HENRY SHONERD hshonerd@gmail.com
Fri Feb 27 19:40:30 PST 2015


Mike,
It took me more than a minute to see what you mean. Nice! In listening to the podcast on how Alice in Wonderland came to be, I was reminded that Carroll (aka Dodgson) first told the story to a young girl, then wrote it up for her! Your metaphor reinforces my sense of the fractal nature of life and how it seems to us. Turtles all the way down. Deep.
Henry

> On Feb 27, 2015, at 5:53 PM, mike cole <mcole@ucsd.edu> wrote:
> 
> Fascinating, Henry. thanks. Its difficult for us to remember that reading,
> even after the printing press,was not an individual, isolatable, activity.

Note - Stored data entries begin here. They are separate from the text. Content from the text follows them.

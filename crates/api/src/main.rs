//! API server entry point.

use api::config::{Config, LogFormat};
use inventory::{InventoryStore, PostgresInventoryStore};
use ledger::PostgresSaleLedger;
use sqlx::postgres::{PgConnectOptions, PgPoolOptions};
use tokio::signal;
use tracing_subscriber::EnvFilter;
use tracing_subscriber::layer::SubscriberExt;
use tracing_subscriber::util::SubscriberInitExt;

/// Waits for a shutdown signal (SIGINT or SIGTERM).
async fn shutdown_signal() {
    let ctrl_c = async {
        signal::ctrl_c()
            .await
            .expect("failed to install SIGINT handler");
    };

    #[cfg(unix)]
    let terminate = async {
        signal::unix::signal(signal::unix::SignalKind::terminate())
            .expect("failed to install SIGTERM handler")
            .recv()
            .await;
    };

    #[cfg(not(unix))]
    let terminate = std::future::pending::<()>();

    tokio::select! {
        () = ctrl_c => {
            tracing::info!("received SIGINT, starting graceful shutdown");
        }
        () = terminate => {
            tracing::info!("received SIGTERM, starting graceful shutdown");
        }
    }
}

fn init_tracing(config: &Config) {
    let filter =
        EnvFilter::try_from_default_env().unwrap_or_else(|_| EnvFilter::new(&config.log_level));
    let registry = tracing_subscriber::registry().with(filter);
    match config.log_format {
        LogFormat::Json => registry.with(tracing_subscriber::fmt::layer().json()).init(),
        LogFormat::Text => registry.with(tracing_subscriber::fmt::layer()).init(),
    }
}

async fn seed<I: InventoryStore>(store: &I, config: &Config) {
    let Some(path) = &config.catalog_seed else {
        return;
    };
    match api::seed::seed_from_file(store, path).await {
        Ok(report) => tracing::info!(
            path = %path,
            created = report.created,
            skipped = report.skipped,
            "catalog seeded"
        ),
        Err(e) => tracing::error!(path = %path, error = %e, "catalog seeding failed"),
    }
}

#[tokio::main]
async fn main() {
    // 1. Load configuration and initialize tracing
    let config = Config::from_env();
    init_tracing(&config);

    // 2. Install Prometheus metrics recorder
    let prometheus_builder = metrics_exporter_prometheus::PrometheusBuilder::new();
    let metrics_handle = prometheus_builder
        .install_recorder()
        .expect("failed to install Prometheus recorder");

    // 3. Create stores and application state
    let app = match &config.database_url {
        Some(url) => {
            let options = url
                .parse::<PgConnectOptions>()
                .expect("invalid DATABASE_URL")
                .options([("statement_timeout", config.statement_timeout_ms())]);
            let pool = PgPoolOptions::new()
                .max_connections(config.database_max_connections)
                .connect_with(options)
                .await
                .expect("failed to connect to PostgreSQL");
            let inventory = PostgresInventoryStore::new(pool.clone());
            inventory
                .run_migrations()
                .await
                .expect("failed to run migrations");
            let ledger = PostgresSaleLedger::new(pool);
            tracing::info!(
                max_connections = config.database_max_connections,
                statement_timeout_ms = config.statement_timeout_ms(),
                "using PostgreSQL stores"
            );

            seed(&inventory, &config).await;
            api::create_app(api::create_state(inventory, ledger, &config), metrics_handle)
        }
        None => {
            tracing::warn!("DATABASE_URL not set, using in-memory stores");
            let state = api::create_default_state(&config);
            seed(state.inventory(), &config).await;
            api::create_app(state, metrics_handle)
        }
    };

    // 4. Start server
    let addr = config.addr();
    tracing::info!(
        %addr,
        decline_rate = config.payment_decline_rate,
        "starting API server"
    );

    let listener = tokio::net::TcpListener::bind(&addr)
        .await
        .expect("failed to bind address");
    axum::serve(listener, app)
        .with_graceful_shutdown(shutdown_signal())
        .await
        .expect("server error");

    tracing::info!("server shut down gracefully");
}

> Interesting that we use reading aloud as a gateway activity for  reading
> silently "for oneself" almost as if the ontogeny is recapitulating history.
> mike
> 
> 
> On Thu, Feb 26, 2015 at 8:38 AM, HENRY SHONERD <hshonerd@gmail.com> wrote:
> 
>> People,
>> I found this in the NY Times this morning:
>> 
>> 
>> http://www.nytimes.com/2015/02/27/arts/design/a-grolier-club-tribute-to-the-printer-aldus-manutius.html?hp&action=click&pgtype=Homepage&module=photo-spot-region&region=top-news&WT.nav=top-news&_r=0#
>> <
>> http://www.nytimes.com/2015/02/27/arts/design/a-grolier-club-tribute-to-the-printer-aldus-manutius.html?hp&action=click&pgtype=Homepage&module=photo-spot-region&region=top-news&WT.nav=top-news&_r=0#
>>> 
>> 
>> Also, this week we celebrate the 150th anniversary of the publication of
>> Alice in Wonderland.
>> 
>> Henry
>> 
>> 
> 
> 
> -- 
> It is the dilemma of psychology to deal as a natural science with an object
> that creates history. Ernst Boesch.